Columna de Max Colodro: La banalidad del bien

FOTO: LEONARDO RUBILAR CHANDIA/AGENCIAUNO



Por Max Colodro, filósofo y analista político

Humberto Maturana decía que el derecho a equivocarse y a cambiar de opinión debían incluirse en la Declaración Universal de los DD.HH. Porque la experiencia vital de toda persona está hecha de desaciertos y de la capacidad de aprender de ellos, ya que si hay algo cuestionable no es equivocarse sino insistir en el error. Además, ¿qué podría ser más noble que la disposición a reconocer desaciertos y la voluntad de enmendarlos, la apertura a evolucionar con el paso del tiempo y a asumir nuevos puntos de vista?

Es lo que la generación que hoy gobierna exhibe casi a diario: una en apariencia loable capacidad de modificar criterios en base a las nuevas circunstancias.
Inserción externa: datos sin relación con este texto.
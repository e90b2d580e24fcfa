//! Context analysis: how fast, how deep, how formal and in what emotional
//! register a response should be.

use serde::{Deserialize, Serialize};

use crate::config::CommunicationRules;
use crate::persona::{ContextType, SituationalContext, TimeOfDay};

use super::style::{formality_level, is_complex, is_urgent};
use super::traits::ContextAnalyzer;

#[derive(Debug, Clone, Copy, PartialEq, Eq, PartialOrd, Ord, Serialize, Deserialize)]
#[serde(rename_all = "snake_case")]
pub enum ResponseSpeed {
    Immediate,
    Fast,
    Normal,
    Thoughtful,
}

impl ResponseSpeed {
    /// Urgency at or above which a response is immediate.
    pub const IMMEDIATE_URGENCY: f32 = 0.9;
    /// Urgency at or above which a response is at least normal speed.
    pub const NORMAL_URGENCY: f32 = 0.4;

    /// Speed for `urgency`.  Anything at or above the persona's high-urgency
    /// threshold is at least `Fast`.
    fn from_urgency(urgency: f32, high_urgency_threshold: f32) -> Self {
        if urgency >= Self::IMMEDIATE_URGENCY {
            Self::Immediate
        } else if urgency >= high_urgency_threshold.min(Self::IMMEDIATE_URGENCY) {
            Self::Fast
        } else if urgency >= Self::NORMAL_URGENCY {
            Self::Normal
        } else {
            Self::Thoughtful
        }
    }
}

#[derive(Debug, Clone, Copy, PartialEq, Eq, PartialOrd, Ord, Serialize, Deserialize)]
#[serde(rename_all = "snake_case")]
pub enum DetailLevel {
    Brief,
    Standard,
    Detailed,
    Comprehensive,
}

impl DetailLevel {
    fn from_complexity(complexity: u8) -> Self {
        match complexity {
            8.. => Self::Comprehensive,
            6..=7 => Self::Detailed,
            3..=5 => Self::Standard,
            _ => Self::Brief,
        }
    }
}

#[derive(Debug, Clone, Copy, PartialEq, Eq, Serialize, Deserialize)]
#[serde(rename_all = "snake_case")]
pub enum EmotionalTone {
    Calm,
    Warm,
    Supportive,
    Celebratory,
    Focused,
    Professional,
    Energetic,
}

impl EmotionalTone {
    fn for_context(context: ContextType) -> Self {
        match context {
            ContextType::Crisis => Self::Calm,
            ContextType::Family => Self::Warm,
            ContextType::Personal => Self::Supportive,
            ContextType::Celebration => Self::Celebratory,
            ContextType::Technical => Self::Focused,
            ContextType::Professional | ContextType::Strategic => Self::Professional,
            ContextType::Creative => Self::Energetic,
        }
    }
}

/// What a context demands of a response.
#[derive(Debug, Clone, PartialEq, Serialize, Deserialize)]
pub struct ContextAnalysisResult {
    pub response_speed: ResponseSpeed,
    pub detail_level: DetailLevel,
    pub formality_level: f32,
    pub emotional_tone: EmotionalTone,
    pub recommendations: Vec<String>,
}

/// Default [`ContextAnalyzer`].
#[derive(Debug, Clone, Copy, Default)]
pub struct DefaultContextAnalyzer;

impl DefaultContextAnalyzer {
    fn recommendations(context: &SituationalContext, rules: &CommunicationRules, formality: f32) -> Vec<String> {
        let mut out = Vec::new();

        match context.time_of_day {
            TimeOfDay::EarlyMorning => out.push("Early hours: keep the opening light and focused".to_string()),
            TimeOfDay::Night | TimeOfDay::LateNight => {
                out.push("Late in the day: prefer short answers and defer non-urgent detail".to_string())
            }
            TimeOfDay::Morning | TimeOfDay::Afternoon | TimeOfDay::Evening => {}
        }

        if is_urgent(context, rules) {
            out.push("High urgency: lead with the action, then the reasoning".to_string());
        }
        if context.context_type == ContextType::Crisis {
            out.push("Crisis: give one clear next step at a time".to_string());
        }

        if is_complex(context, rules) {
            out.push("Complex topic: break the answer into structured steps".to_string());
        } else if context.complexity() <= 2 {
            out.push("Simple topic: answer directly without background".to_string());
        }

        if formality >= 0.7 {
            out.push("Use a formal register".to_string());
        } else if formality <= 0.3 {
            out.push("Use a casual, personal register".to_string());
        }

        out
    }
}

impl ContextAnalyzer for DefaultContextAnalyzer {
    fn analyze(&self, context: &SituationalContext, rules: &CommunicationRules) -> ContextAnalysisResult {
        let mut response_speed = ResponseSpeed::from_urgency(context.urgency(), rules.high_urgency_threshold);
        if context.context_type == ContextType::Crisis {
            response_speed = response_speed.min(ResponseSpeed::Fast);
        }

        let emotional_tone = if context.context_type != ContextType::Crisis && is_urgent(context, rules) {
            EmotionalTone::Focused
        } else {
            EmotionalTone::for_context(context.context_type)
        };

        let formality = formality_level(context, rules);
        ContextAnalysisResult {
            response_speed,
            detail_level: DetailLevel::from_complexity(context.complexity()),
            formality_level: formality,
            emotional_tone,
            recommendations: Self::recommendations(context, rules, formality),
        }
    }
}

// ============================================================================
// Tests
// ============================================================================

#[cfg(test)]
mod tests {
    use super::*;

    fn analyze(ctx: &SituationalContext) -> ContextAnalysisResult {
        DefaultContextAnalyzer.analyze(ctx, &CommunicationRules::default())
    }

    #[test]
    fn test_response_speed_thresholds() {
        let speed = |u| analyze(&SituationalContext::new(ContextType::Technical).with_urgency(u)).response_speed;
        assert_eq!(speed(0.95), ResponseSpeed::Immediate);
        assert_eq!(speed(0.9), ResponseSpeed::Immediate);
        assert_eq!(speed(0.7), ResponseSpeed::Fast);
        assert_eq!(speed(0.4), ResponseSpeed::Normal);
        assert_eq!(speed(0.1), ResponseSpeed::Thoughtful);
    }

    #[test]
    fn test_fast_cut_follows_urgency_threshold() {
        let rules = CommunicationRules {
            high_urgency_threshold: 0.6,
            ..CommunicationRules::default()
        };
        let ctx = SituationalContext::new(ContextType::Professional).with_urgency(0.65);

        let tuned = DefaultContextAnalyzer.analyze(&ctx, &rules);
        assert_eq!(tuned.response_speed, ResponseSpeed::Fast);
        assert_eq!(tuned.emotional_tone, EmotionalTone::Focused);
        assert!(tuned.recommendations.iter().any(|r| r.starts_with("High urgency")));

        let generic = analyze(&ctx);
        assert_eq!(generic.response_speed, ResponseSpeed::Normal);
        assert_eq!(generic.emotional_tone, EmotionalTone::Professional);

        let low = CommunicationRules {
            high_urgency_threshold: 0.2,
            ..CommunicationRules::default()
        };
        let quiet = SituationalContext::new(ContextType::Professional).with_urgency(0.25);
        assert_eq!(DefaultContextAnalyzer.analyze(&quiet, &low).response_speed, ResponseSpeed::Fast);
        assert_eq!(
            DefaultContextAnalyzer
                .analyze(&SituationalContext::new(ContextType::Professional).with_urgency(0.95), &low)
                .response_speed,
            ResponseSpeed::Immediate
        );
    }

    #[test]
    fn test_crisis_never_slower_than_fast() {
        let calm = analyze(&SituationalContext::new(ContextType::Crisis));
        assert_eq!(calm.response_speed, ResponseSpeed::Fast);
        assert_eq!(calm.emotional_tone, EmotionalTone::Calm);

        let urgent = analyze(&SituationalContext::new(ContextType::Crisis).with_urgency(1.0));
        assert_eq!(urgent.response_speed, ResponseSpeed::Immediate);
        assert_eq!(urgent.emotional_tone, EmotionalTone::Calm);
    }

    #[test]
    fn test_detail_level_from_complexity() {
        let detail = |c| analyze(&SituationalContext::new(ContextType::Personal).with_complexity(c)).detail_level;
        assert_eq!(detail(9.0), DetailLevel::Comprehensive);
        assert_eq!(detail(6.0), DetailLevel::Detailed);
        assert_eq!(detail(3.0), DetailLevel::Standard);
        assert_eq!(detail(1.0), DetailLevel::Brief);
        assert_eq!(
            analyze(&SituationalContext::new(ContextType::Strategic)).detail_level,
            DetailLevel::Detailed
        );
    }

    #[test]
    fn test_emotional_tone_by_context() {
        let tone = |c| analyze(&SituationalContext::new(c)).emotional_tone;
        assert_eq!(tone(ContextType::Family), EmotionalTone::Warm);
        assert_eq!(tone(ContextType::Personal), EmotionalTone::Supportive);
        assert_eq!(tone(ContextType::Celebration), EmotionalTone::Celebratory);
        assert_eq!(tone(ContextType::Strategic), EmotionalTone::Professional);
        assert_eq!(tone(ContextType::Creative), EmotionalTone::Energetic);

        let urgent_family = analyze(&SituationalContext::new(ContextType::Family).with_urgency(0.8));
        assert_eq!(urgent_family.emotional_tone, EmotionalTone::Focused);
    }

    #[test]
    fn test_recommendations_follow_fired_branches() {
        let ctx = SituationalContext::new(ContextType::Professional)
            .with_urgency(0.9)
            .with_complexity(9.0)
            .with_time_of_day(TimeOfDay::LateNight);
        let recs = analyze(&ctx).recommendations;
        assert!(recs.iter().any(|r| r.starts_with("Late in the day")));
        assert!(recs.iter().any(|r| r.starts_with("High urgency")));
        assert!(recs.iter().any(|r| r.starts_with("Complex topic")));
        assert!(recs.iter().any(|r| r == "Use a formal register"));

        let quiet = SituationalContext::new(ContextType::Celebration);
        let recs = analyze(&quiet).recommendations;
        assert_eq!(recs, vec!["Simple topic: answer directly without background".to_string()]);
    }
}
En efecto, cuando eran oposición -apenas unos meses atrás- apoyaban sin problema los retiros de fondos previsionales, pero ahora que son gobierno los rechazan. Estuvieron siempre en contra de los estados de excepción, de utilizar a las FF.AA. para resguardar infraestructura crítica, de ponerle trabas a la inmigración ilegal. En su calidad de dirigentes estudiantiles y luego de parlamentarios jamás mostraron disposición a rechazar de forma categórica la violencia, ni menos de contribuir a que el orden público y el Estado de Derecho no fueran destruidos por la protesta social. Hoy, sin ninguna necesidad de explicaciones, defienden cosas completamente distintas.
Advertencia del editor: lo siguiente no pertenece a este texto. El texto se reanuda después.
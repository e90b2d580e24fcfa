//! Persona data model: who is being emulated and the situation they are in.
//!
//! ```text
//! PersonalityProfile { name, description, traits[] }   static, per persona
//! SituationalContext { context_type, urgency, ... }    per request
//! EmotionalContext   { primary_emotion, intensity }    per request
//! ```
//!
//! The closed enumerations here (`ContextType`, `DomainType`, `TaskType`,
//! `EmotionalState`, `TimeOfDay`) are matched exhaustively by the
//! adaptation components, so a new variant is a compile-time extension point.

pub mod context;
pub mod domain;
pub mod profile;

// Re-exports
pub use context::{ContextType, EmotionalContext, EmotionalState, SituationalContext, TimeOfDay};
pub use domain::{DomainType, TaskType, UnknownDomain};
pub use profile::{PersonalityProfile, PersonalityTrait};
También han mostrado una disposición casi adictiva a pedir disculpas. No hay semana sin que algún alto personero del Ejecutivo deba salir a reconocer un desatino y dar las excusas del caso, dejando sin embargo constancia de que esos desaciertos se explican casi siempre por expresiones mal interpretadas o sacadas de contexto. Desde que llegaron a La Moneda han insistido en este ritual, se ha abusado de él hasta el punto de convertirlo en una caricatura, en un formato en apariencia expresión de una gran nobleza y humildad, pero donde en el fondo ya no queda nada. Más bien, lo que se ha develado a estas alturas es su función como un recurso táctico, cuyo único fin es salir del paso sin asumir ninguna responsabilidad política.
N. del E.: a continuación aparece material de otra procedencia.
//! Per-request situational and emotional context.
//!
//! Both types are created by the caller for every request and never
//! persisted by the engine.

use std::collections::HashMap;

use chrono::Timelike;
use serde::{Deserialize, Serialize};

use crate::adaptation::bounds::{complexity, unit};

// ============================================================================
// Enumerations
// ============================================================================

/// Category of an interaction.
#[derive(Debug, Clone, Copy, PartialEq, Eq, Hash, Serialize, Deserialize)]
#[serde(rename_all = "snake_case")]
pub enum ContextType {
    Technical,
    Professional,
    Personal,
    Family,
    Creative,
    Strategic,
    Crisis,
    Celebration,
}

impl ContextType {
    pub const ALL: [ContextType; 8] = [
        Self::Technical,
        Self::Professional,
        Self::Personal,
        Self::Family,
        Self::Creative,
        Self::Strategic,
        Self::Crisis,
        Self::Celebration,
    ];

    /// Complexity assumed when the caller does not supply one.
    pub fn default_complexity(&self) -> u8 {
        match self {
            Self::Technical => 6,
            Self::Professional => 5,
            Self::Personal => 3,
            Self::Family => 3,
            Self::Creative => 5,
            Self::Strategic => 7,
            Self::Crisis => 8,
            Self::Celebration => 2,
        }
    }
}

/// Time-of-day bucket.
#[derive(Debug, Clone, Copy, PartialEq, Eq, Hash, Default, Serialize, Deserialize)]
#[serde(rename_all = "snake_case")]
pub enum TimeOfDay {
    EarlyMorning,
    Morning,
    #[default]
    Afternoon,
    Evening,
    Night,
    LateNight,
}

impl TimeOfDay {
    pub const ALL: [TimeOfDay; 6] = [
        Self::EarlyMorning,
        Self::Morning,
        Self::Afternoon,
        Self::Evening,
        Self::Night,
        Self::LateNight,
    ];

    /// Bucket a 24-hour clock hour.  Hours past 23 wrap.
    pub fn from_hour(hour: u32) -> Self {
        match hour % 24 {
            5..=7 => Self::EarlyMorning,
            8..=11 => Self::Morning,
            12..=16 => Self::Afternoon,
            17..=20 => Self::Evening,
            21..=23 => Self::Night,
            _ => Self::LateNight,
        }
    }

    /// Bucket for the local wall clock.
    pub fn now() -> Self {
        Self::from_hour(chrono::Local::now().hour())
    }
}

/// Primary emotion driving tone modulation.
#[derive(Debug, Clone, Copy, PartialEq, Eq, Hash, Default, Serialize, Deserialize)]
#[serde(rename_all = "snake_case")]
pub enum EmotionalState {
    #[default]
    Neutral,
    Confident,
    Concerned,
    Excited,
    Reflective,
    Frustrated,
}

impl EmotionalState {
    pub const ALL: [EmotionalState; 6] = [
        Self::Neutral,
        Self::Confident,
        Self::Concerned,
        Self::Excited,
        Self::Reflective,
        Self::Frustrated,
    ];

    /// How much of this emotion's intensity reads as stress.
    fn stress_weight(&self) -> f32 {
        match self {
            Self::Frustrated => 1.0,
            Self::Concerned => 0.8,
            Self::Excited => 0.3,
            Self::Neutral => 0.2,
            Self::Reflective => 0.1,
            Self::Confident => 0.0,
        }
    }
}

// ============================================================================
// Situational context
// ============================================================================

/// Key in [`SituationalContext::additional_context`] carrying an explicit
/// complexity score (1–10).
pub const COMPLEXITY_KEY: &str = "complexity";

/// The situation a response is produced in.
#[derive(Debug, Clone, PartialEq, Serialize, Deserialize)]
pub struct SituationalContext {
    /// Kind of situation; selects baselines and default complexity.
    pub context_type: ContextType,
    /// Free-text setting (channel, room, meeting).
    #[serde(default)]
    pub environment: String,
    /// Free-text subject.
    #[serde(default)]
    pub topic: String,
    /// 0.0–1.0.  Clamped on read.
    #[serde(default)]
    pub urgency_level: f32,
    /// Drives the time-of-day recommendations.
    #[serde(default)]
    pub time_of_day: TimeOfDay,
    /// Role of the person being addressed.
    #[serde(default)]
    pub user_role: String,
    /// Open key/value bag.  Only [`COMPLEXITY_KEY`] is interpreted.
    #[serde(default)]
    pub additional_context: HashMap<String, serde_json::Value>,
}

impl SituationalContext {
    /// A calm context of `context_type` with no topic, role or extra entries.
    pub fn new(context_type: ContextType) -> Self {
        Self {
            context_type,
            environment: String::new(),
            topic: String::new(),
            urgency_level: 0.0,
            time_of_day: TimeOfDay::default(),
            user_role: String::new(),
            additional_context: HashMap::new(),
        }
    }

    /// Subject under discussion.  Informational only.
    pub fn with_topic(mut self, topic: impl Into<String>) -> Self {
        self.topic = topic.into();
        self
    }

    /// Where the conversation happens (e.g. "slack", "on-call bridge").
    pub fn with_environment(mut self, environment: impl Into<String>) -> Self {
        self.environment = environment.into();
        self
    }

    /// Raw urgency.  Stored as given and clamped by [`Self::urgency`].
    pub fn with_urgency(mut self, urgency: f32) -> Self {
        self.urgency_level = urgency;
        self
    }

    /// Override the time of day instead of the default `Afternoon`.
    pub fn with_time_of_day(mut self, time_of_day: TimeOfDay) -> Self {
        self.time_of_day = time_of_day;
        self
    }

    /// Role of the person being addressed.
    pub fn with_user_role(mut self, role: impl Into<String>) -> Self {
        self.user_role = role.into();
        self
    }

    /// Set the `complexity` entry read by [`Self::complexity`].
    pub fn with_complexity(self, value: f32) -> Self {
        self.with_context(COMPLEXITY_KEY, serde_json::json!(value))
    }

    /// Insert or replace an entry in the open key/value bag.
    pub fn with_context(mut self, key: impl Into<String>, value: serde_json::Value) -> Self {
        self.additional_context.insert(key.into(), value);
        self
    }

    /// Urgency clamped to 0.0–1.0.
    pub fn urgency(&self) -> f32 {
        unit(self.urgency_level)
    }

    /// Complexity on a 1–10 scale: the explicit `complexity` entry when it
    /// is numeric, otherwise the context type's default.
    pub fn complexity(&self) -> u8 {
        self.additional_context
            .get(COMPLEXITY_KEY)
            .and_then(serde_json::Value::as_f64)
            .map(|v| complexity(v as f32).round() as u8)
            .unwrap_or_else(|| self.context_type.default_complexity())
    }
}

// ============================================================================
// Emotional context
// ============================================================================

/// The emotional state behind a request.
#[derive(Debug, Clone, PartialEq, Serialize, Deserialize)]
pub struct EmotionalContext {
    #[serde(default)]
    pub primary_emotion: EmotionalState,
    /// 0.0–1.0.  Clamped on read.
    #[serde(default)]
    pub intensity: f32,
    /// What caused the emotion, if known.
    #[serde(default)]
    pub trigger: String,
}

impl EmotionalContext {
    pub fn new(primary_emotion: EmotionalState, intensity: f32) -> Self {
        Self {
            primary_emotion,
            intensity,
            trigger: String::new(),
        }
    }

    pub fn with_trigger(mut self, trigger: impl Into<String>) -> Self {
        self.trigger = trigger.into();
        self
    }

    pub fn intensity(&self) -> f32 {
        unit(self.intensity)
    }

    /// Stress estimate (0.0–1.0) implied by the emotion and its intensity.
    pub fn stress_level(&self) -> f32 {
        unit(self.primary_emotion.stress_weight() * self.intensity())
    }
}

impl Default for EmotionalContext {
    fn default() -> Self {
        Self::new(EmotionalState::Neutral, 0.0)
    }
}

// ============================================================================
// Tests
// ============================================================================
Reconocer el error cuando ya no hay alternativa, pedir disculpas sin arrugarse, no asumir ningún costo y seguir funcionando como si lo acontecido no dañara la credibilidad y la confianza, son las etapas de este libreto. Que se usa incluso para decirle esta semana a sus aliados de centroizquierda que su pasado los condena, que carecen de la estatura moral que ostenta la actual generación en el poder, aquellos que delinearon su proyecto político desvalorizando todo lo construido por la anterior, y que ahora pueden darse el lujo de tener igual su colaboración subordinada.

Al final, lo que pudo parecer una genuina disposición a reconocer errores y a cambiar de posiciones terminó demasiado pronto siendo una pura y simple banalidad, una coartada frívola en el que, si alguna vez hubo algo de valor e intencionalidad genuina, definitivamente ha desaparecido.